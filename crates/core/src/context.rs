//! Execution contexts: one worker per device, walking the task forest.
//!
//! A worker pulls cases from the tasker and enters suite contexts lazily as
//! the chain of each case demands. Suite contexts keep draining their own
//! subtree before returning, so fixtures fire once per device per suite; the
//! worker loop is the only place that waits for global completion, which
//! keeps a single worker from deadlocking inside a nested suite whose
//! remaining cases sit in a sibling.

use std::sync::Arc;
use std::time::Instant;

use chrono::Utc;
use futures::future::BoxFuture;
use tokio::time::Duration;

use crate::error::{TestError, format_error};
use crate::lock::{DeviceLock, Session};
use crate::pipeline::{Pipeline, TestEvent};
use crate::result::{mark_status, record_error};
use crate::status::Status;
use crate::task::{CaseNode, SuiteNode, TaskId, Tasker};

const IDLE_POLL: Duration = Duration::from_millis(100);

struct Ctx {
    tasker: Arc<Tasker>,
    pipeline: Arc<Pipeline>,
    lock: Arc<DeviceLock>,
    debug: bool,
}

impl Ctx {
    fn session(&self) -> Session {
        Session::new(Arc::clone(&self.lock))
    }

    fn device(&self) -> &str {
        self.lock.device_name()
    }
}

/// Runs the whole forest on one device. Returns when the forest is drained,
/// the remaining work is forbidden for this device, or the device aborts.
pub async fn device_worker(
    tasker: Arc<Tasker>,
    pipeline: Arc<Pipeline>,
    lock: Arc<DeviceLock>,
    debug: bool,
) {
    let ctx = Ctx {
        tasker,
        pipeline,
        lock,
        debug,
    };
    let device = ctx.device().to_string();
    // Suites whose set-up failed on this device; their cases are left to
    // other workers.
    let mut forbidden: Vec<TaskId> = Vec::new();

    tracing::debug!(%device, "worker started");
    loop {
        if let Err(err) = ctx.lock.gate().await {
            tracing::info!(%device, error = %err, "worker stopping");
            break;
        }
        match ctx.tasker.get(None, &forbidden) {
            Some(case) => {
                let Some(root) = ctx.tasker.suite(case.chain[0]) else {
                    continue;
                };
                match run_suite(&ctx, root, Vec::new(), Some(case), &mut forbidden).await {
                    Ok(()) => {}
                    Err(TestError::Abort(reason)) => {
                        tracing::info!(%device, %reason, "worker aborted");
                        break;
                    }
                    Err(err) => {
                        // Recorded where it happened; try the rest.
                        tracing::debug!(%device, error = %err, "suite context failed");
                    }
                }
            }
            None => {
                if ctx.tasker.excluded_remaining(None, &forbidden) {
                    tracing::info!(%device, "only forbidden work remains, worker exiting");
                    break;
                }
                if ctx.tasker.join(0) {
                    tracing::debug!(%device, "forest drained, worker exiting");
                    break;
                }
                ctx.tasker.wait_change(IDLE_POLL).await;
            }
        }
    }
}

/// Enters a suite on this device: set-up, drain the subtree, tear down.
///
/// `chain` holds the enclosing suites outermost-first; `first` is the case
/// whose arrival opened this context, consumed before the queue is asked
/// again.
fn run_suite<'a>(
    ctx: &'a Ctx,
    suite: Arc<SuiteNode>,
    chain: Vec<Arc<SuiteNode>>,
    first: Option<Arc<CaseNode>>,
    forbidden: &'a mut Vec<TaskId>,
) -> BoxFuture<'a, Result<(), TestError>> {
    Box::pin(async move {
        let device = ctx.device().to_string();
        let results = ctx.tasker.results();
        let mut chain = chain;
        chain.push(Arc::clone(&suite));

        tracing::debug!(%device, suite = %suite.name, "entering suite");
        if let Some(hook) = &suite.hooks.set_up_suite {
            if let Err(err) = hook(ctx.session()).await {
                record_error(
                    &results,
                    suite.record,
                    &device,
                    format_error(&err, ctx.debug),
                    err.status(),
                );
                // This device keeps away from the suite; the opening case
                // goes back for the others.
                forbidden.push(suite.id);
                if let Some(case) = first {
                    ctx.tasker.undone(&case);
                    ctx.tasker.put(case.id);
                }
                run_tear_down_suite(ctx, &suite, &device).await?;
                return Err(err);
            }
        }

        let mut pending = first;
        let mut result = Ok(());
        loop {
            let case = match pending.take() {
                Some(case) => Some(case),
                None => ctx.tasker.get(Some(suite.id), forbidden),
            };
            let Some(case) = case else {
                // The subtree may still hold cases another worker dequeued
                // and could yet hand back. Leaving now would re-run the suite
                // fixtures if one returns, so stay until the counters drain.
                if ctx.tasker.todo(suite.id) == 0 {
                    break;
                }
                if ctx.tasker.excluded_remaining(Some(suite.id), forbidden) {
                    break;
                }
                ctx.tasker.wait_change(IDLE_POLL).await;
                continue;
            };
            let Some(position) = case.chain.iter().position(|&t| t == suite.id) else {
                continue;
            };
            let next = case.chain[position + 1];
            let outcome = if next == case.id {
                run_case(ctx, &chain, Arc::clone(&case)).await
            } else {
                match ctx.tasker.suite(next) {
                    Some(sub) => run_suite(ctx, sub, chain.clone(), Some(case), forbidden).await,
                    None => continue,
                }
            };
            match outcome {
                Ok(()) => {}
                Err(TestError::Abort(_)) => {
                    result = outcome;
                    break;
                }
                Err(err) => {
                    // A sub-suite's fixture failed; it is recorded there and
                    // forbidden now rules it out.
                    tracing::debug!(%device, suite = %suite.name, error = %err, "child context failed");
                }
            }
        }

        match run_tear_down_suite(ctx, &suite, &device).await {
            Ok(()) => {}
            Err(err) if result.is_ok() => result = Err(err),
            Err(_) => {}
        }
        result
    })
}

/// The tear-down hook runs no matter how the suite went. Only an abort
/// escalates out of it.
async fn run_tear_down_suite(
    ctx: &Ctx,
    suite: &SuiteNode,
    device: &str,
) -> Result<(), TestError> {
    let Some(hook) = &suite.hooks.tear_down_suite else {
        return Ok(());
    };
    if let Err(err) = hook(ctx.session()).await {
        record_error(
            &ctx.tasker.results(),
            suite.record,
            device,
            format_error(&err, ctx.debug),
            err.status(),
        );
        if matches!(err, TestError::Abort(_)) {
            return Err(err);
        }
    }
    Ok(())
}

async fn run_case(
    ctx: &Ctx,
    chain: &[Arc<SuiteNode>],
    case: Arc<CaseNode>,
) -> Result<(), TestError> {
    // A pause or stop takes effect before the case starts, not mid-way in.
    // The case was already dequeued; on a refused gate it goes back so the
    // remaining workers can pick it up.
    if let Err(err) = ctx.lock.gate().await {
        ctx.tasker.put(case.id);
        return Err(err);
    }
    ctx.tasker.done(&case);

    let device = ctx.device().to_string();
    let results = ctx.tasker.results();
    let clock = Instant::now();
    {
        let mut arena = results.lock();
        if let Some(slot) = arena.slot_mut(case.record, &device) {
            slot.started = Some(Utc::now());
        }
    }
    tracing::info!(%device, case = %case.name, "case started");

    let event = TestEvent {
        record: case.record,
        name: case.name.clone(),
        device: ctx.lock.device_arc(),
    };
    let mut failure: Option<TestError> = None;
    if let Err(err) = ctx.pipeline.start_test(&event).await {
        failure = Some(err);
    }

    // Case set-up, outermost suite first. `completed` caps which tear-downs
    // run on the way out.
    let mut completed = 0;
    if failure.is_none() {
        for suite in chain {
            if let Some(hook) = &suite.hooks.set_up_case {
                if let Err(err) = hook(ctx.session()).await {
                    failure = Some(err);
                    break;
                }
            }
            completed += 1;
        }
    }

    if failure.is_none() {
        for step in &case.steps {
            if let Err(err) = ctx.lock.gate().await {
                failure = Some(err);
                break;
            }
            let step_event = TestEvent {
                record: step.record,
                name: step.name.clone(),
                device: ctx.lock.device_arc(),
            };
            if let Err(err) = ctx.pipeline.start_step(&step_event).await {
                failure = Some(err);
                break;
            }
            let step_clock = Instant::now();
            {
                let mut arena = results.lock();
                if let Some(slot) = arena.slot_mut(step.record, &device) {
                    slot.started = Some(Utc::now());
                }
            }
            let outcome = (step.run)(ctx.session()).await;
            let status = match &outcome {
                Ok(()) => Status::Passed,
                Err(err) => err.status(),
            };
            {
                let mut arena = results.lock();
                if let Some(slot) = arena.slot_mut(step.record, &device) {
                    slot.elapsed = Some(step_clock.elapsed());
                    slot.status = slot.status.combine(status);
                    if let Err(err) = &outcome {
                        slot.errors.push(format_error(err, ctx.debug));
                    }
                }
            }
            match outcome {
                Ok(()) => {}
                Err(TestError::FailThis(_)) => {
                    // The step failed on its own; the case carries on but
                    // cannot pass any more.
                    mark_status(&results, case.record, &device, Status::Failed);
                }
                Err(err) => {
                    failure = Some(err);
                }
            }
            if let Err(err) = ctx.pipeline.stop_step(&step_event).await {
                if failure.is_none() {
                    failure = Some(err);
                }
            }
            if failure.is_some() {
                break;
            }
        }
    }

    // Tear-downs for every set-up that completed, innermost first.
    for suite in chain[..completed].iter().rev() {
        if let Some(hook) = &suite.hooks.tear_down_case {
            if let Err(err) = hook(ctx.session()).await {
                record_error(
                    &results,
                    case.record,
                    &device,
                    format_error(&err, ctx.debug),
                    err.status(),
                );
                if failure.is_none() {
                    failure = Some(err);
                }
            }
        }
    }

    let status = match &failure {
        Some(err) => err.status(),
        None => Status::Passed,
    };
    {
        let mut arena = results.lock();
        if let Some(slot) = arena.slot_mut(case.record, &device) {
            slot.elapsed = Some(clock.elapsed());
            slot.status = slot.status.combine(status);
            if let Some(err) = &failure {
                slot.errors.push(format_error(err, ctx.debug));
            }
        }
    }

    if let Err(err) = ctx.pipeline.stop_test(&event).await {
        record_error(
            &results,
            case.record,
            &device,
            format_error(&err, ctx.debug),
            err.status(),
        );
        if failure.is_none() {
            failure = Some(err);
        }
    }
    tracing::info!(%device, case = %case.name, %status, "case finished");

    match failure {
        Some(err @ TestError::Abort(_)) => Err(err),
        Some(TestError::Fail(_)) => {
            // A plain failure taints the enclosing suite on this device.
            if let Some(suite) = chain.last() {
                mark_status(&results, suite.record, &device, Status::Failed);
            }
            Ok(())
        }
        _ => Ok(()),
    }
}
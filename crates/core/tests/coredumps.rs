//! Core dump diffing against a scripted device shell.

use std::collections::{BTreeMap, VecDeque};
use std::sync::Arc;
use std::time::Duration;

use async_trait::async_trait;
use parking_lot::Mutex;

use dtx::{
    CoreDumpConfig, CoreDumpSink, Pipeline, Runner, RunnerConfig, Status, Tasker, TestCase,
    TestStep, TestSuite,
};
use dtx_protocol::{Accessible, Message, NodePath, SearchMethod, Target, Value};
use dtx_runtime::{Device, DeviceInfo, Error, ExecOutput, Result};

/// A device whose shell answers `find` scans from a script, one entry per
/// call. The sink scans once at run start and twice per case, before and
/// after it.
struct FakeDevice {
    name: String,
    scans: Mutex<VecDeque<String>>,
}

impl FakeDevice {
    fn new(name: &str, scans: &[&str]) -> Arc<Self> {
        Arc::new(FakeDevice {
            name: name.to_string(),
            scans: Mutex::new(scans.iter().map(|s| s.to_string()).collect()),
        })
    }
}

#[async_trait]
impl Device for FakeDevice {
    fn name(&self) -> &str {
        &self.name
    }

    fn info(&self) -> DeviceInfo {
        DeviceInfo::default()
    }

    fn connected(&self) -> bool {
        true
    }

    async fn disconnect(&self) {}

    async fn get_accessible(
        &self,
        _path: &NodePath,
        _depth: i64,
        _include: &[String],
    ) -> Result<Option<Accessible>> {
        Ok(None)
    }

    async fn search_accessible(
        &self,
        _path: &NodePath,
        _method: SearchMethod,
        _predicates: &BTreeMap<String, String>,
    ) -> Result<Option<Accessible>> {
        Ok(None)
    }

    async fn set_text(&self, _path: &NodePath, _text: &str) -> Result<bool> {
        Ok(false)
    }

    async fn set_value(&self, _path: &NodePath, _value: f64) -> Result<bool> {
        Ok(false)
    }

    async fn exec_action(&self, _path: &NodePath, _action: &str) -> Result<bool> {
        Ok(false)
    }

    async fn keyboard(&self, _path: &NodePath, _keycode: i64, _modifiers: &[i64]) -> Result<bool> {
        Ok(false)
    }

    async fn mouse(
        &self,
        _path: &NodePath,
        _button: &str,
        _event: &str,
        _x: i64,
        _y: i64,
    ) -> Result<bool> {
        Ok(false)
    }

    async fn get_file(&self, _path: &str) -> Result<Option<String>> {
        Ok(None)
    }

    async fn put_file(&self, _path: &str, _data: &str) -> Result<bool> {
        Ok(false)
    }

    async fn system_exec(&self, _command: &str, _wait: bool) -> Result<Option<ExecOutput>> {
        let stdout = self.scans.lock().pop_front().unwrap_or_default();
        Ok(Some(ExecOutput {
            stdout,
            stderr: String::new(),
        }))
    }

    async fn extension(&self, name: &str, _params: BTreeMap<String, Value>) -> Result<Message> {
        Ok(Message::response(Target::Extension, name, false))
    }

    async fn push_request(&self, _msg: Message) -> Result<i64> {
        Err(Error::Protocol("not scripted".into()))
    }

    async fn pull_response(&self, _id: i64, _timeout: Option<Duration>) -> Result<Message> {
        Err(Error::Protocol("not scripted".into()))
    }
}

fn plan(cases: &[&str]) -> Vec<TestSuite> {
    let mut suite = TestSuite::new("dumps");
    for name in cases {
        suite = suite.case(TestCase::new(*name).step(TestStep::new("noop", |_s| async { Ok(()) })));
    }
    vec![suite]
}

async fn run(plan: Vec<TestSuite>, config: CoreDumpConfig, device: Arc<FakeDevice>) -> Arc<Tasker> {
    let _ = tracing_subscriber::fmt()
        .with_env_filter(tracing_subscriber::EnvFilter::from_default_env())
        .try_init();
    let tasker = Tasker::build(plan);
    let pipeline = Arc::new(Pipeline::new());
    pipeline.add(Arc::new(CoreDumpSink::new(config))).await;
    let runner = Runner::new(
        Arc::clone(&tasker),
        Arc::clone(&pipeline),
        RunnerConfig::default(),
    );
    runner.start(vec![device as Arc<dyn Device>]).await.unwrap();
    runner.join().await;
    tasker
}

fn config(abort_on_new: bool) -> CoreDumpConfig {
    CoreDumpConfig {
        dirs: vec!["/var/crash".to_string()],
        abort_on_new,
    }
}

#[tokio::test]
async fn pre_existing_dumps_are_not_reported() {
    let device = FakeDevice::new(
        "dev-a",
        &[
            "/var/crash/core.old|100.0|64",
            "/var/crash/core.old|100.0|64",
            "/var/crash/core.old|100.0|64\n/var/crash/core.new|200.0|128",
        ],
    );
    let tasker = run(plan(&["only"]), config(false), device).await;

    let results = tasker.results();
    let arena = results.lock();
    let id = arena.find("only").unwrap();
    let cores = &arena.record(id).unwrap().slots["dev-a"].cores;
    assert_eq!(cores.len(), 1);
    assert_eq!(cores[0].path, "/var/crash/core.new");
    assert_eq!(cores[0].mtime, "200.0");
    assert_eq!(cores[0].size, 128);
}

#[tokio::test]
async fn each_dump_is_assigned_to_one_case() {
    let device = FakeDevice::new(
        "dev-a",
        &[
            "",
            "",
            "/var/crash/core.a|1.0|8",
            "/var/crash/core.a|1.0|8",
            "/var/crash/core.a|1.0|8",
        ],
    );
    let tasker = run(plan(&["one", "two"]), config(false), device).await;

    let results = tasker.results();
    let arena = results.lock();
    let one = arena.find("one").unwrap();
    let two = arena.find("two").unwrap();
    assert_eq!(arena.record(one).unwrap().slots["dev-a"].cores.len(), 1);
    assert!(arena.record(two).unwrap().slots["dev-a"].cores.is_empty());
}

#[tokio::test]
async fn a_fresh_dump_can_abort_the_run() {
    let device = FakeDevice::new("dev-a", &["", "", "/var/crash/core.x|5.0|9"]);
    let tasker = run(plan(&["one", "two"]), config(true), device).await;

    let results = tasker.results();
    let arena = results.lock();
    let one = arena.find("one").unwrap();
    assert_eq!(arena.rolled_status(one), Status::NotCompleted);
    let slot = &arena.record(one).unwrap().slots["dev-a"];
    assert_eq!(slot.cores.len(), 1);
    assert!(slot.errors.iter().any(|e| e.contains("core dump")));
    let two = arena.find("two").unwrap();
    assert_eq!(arena.rolled_status(two), Status::NoRun);
}
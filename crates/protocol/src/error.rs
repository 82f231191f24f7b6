//! Error types for the dtx wire protocol.

use thiserror::Error;

use crate::message::{MsgKind, Target};

/// Result type alias for codec operations.
pub type Result<T> = std::result::Result<T, ProtocolError>;

/// Errors that can occur while encoding or decoding protocol messages.
#[derive(Debug, Error)]
pub enum ProtocolError {
    /// The document structure does not match the message envelope.
    #[error("malformed message: {0}")]
    Malformed(String),

    /// Low-level XML parse error.
    #[error("XML error: {0}")]
    Xml(#[from] quick_xml::Error),

    /// Malformed attribute inside a tag.
    #[error("XML attribute error: {0}")]
    Attr(#[from] quick_xml::events::attributes::AttrError),

    /// Parameter expected to hold an integer held something else.
    #[error("parameter '{name}' is not an integer: '{text}'")]
    BadInt { name: String, text: String },

    /// Parameter expected to hold a float held something else.
    #[error("parameter '{name}' is not a number: '{text}'")]
    BadFloat { name: String, text: String },

    /// Booleans on the wire must be the literals `true` or `false`.
    #[error("parameter '{name}' is not a boolean: '{text}'")]
    BadBool { name: String, text: String },

    /// A path value failed to parse as slash-separated indices.
    #[error("invalid accessible path: '{0}'")]
    BadPath(String),

    /// A choice parameter held a value outside its registered enumeration.
    #[error("parameter '{name}' value '{value}' is not one of {allowed:?}")]
    BadChoice {
        name: String,
        value: String,
        allowed: Vec<String>,
    },

    /// A fixed-length list held the wrong number of items.
    #[error("parameter '{name}' expects {expected} items, got {actual}")]
    WrongLength {
        name: String,
        expected: usize,
        actual: usize,
    },

    /// A list item was named differently than the schema requires.
    #[error("parameter '{name}' expects items named '{expected}', got '{actual}'")]
    BadItemName {
        name: String,
        expected: String,
        actual: String,
    },

    /// A value of the wrong kind was supplied for a schema on encode.
    #[error("parameter '{name}' does not match its schema (expected {expected})")]
    TypeMismatch { name: String, expected: &'static str },

    /// A required field of the envelope or a subdocument is missing.
    #[error("missing field: {0}")]
    MissingField(String),

    /// No registered message matches (kind, target, name, param-set).
    #[error("unsupported message: {kind:?} {target}/{name} with params {params:?}")]
    Unsupported {
        kind: MsgKind,
        target: Target,
        name: String,
        params: Vec<String>,
    },

    /// Two registrations collided on the same message key.
    #[error("duplicate message registration: {kind:?} {target}/{name} with params {params:?}")]
    DuplicateRegistration {
        kind: MsgKind,
        target: Target,
        name: String,
        params: Vec<String>,
    },

    /// Unknown `target` field value.
    #[error("unknown message target: '{0}'")]
    UnknownTarget(String),

    /// The envelope child was neither `request` nor `response`.
    #[error("unknown message kind: '{0}'")]
    UnknownKind(String),
}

++++

Aim of the exercise – Please work out how many lines in the records hold the string "next", and give only the number.

Exercise solution – 3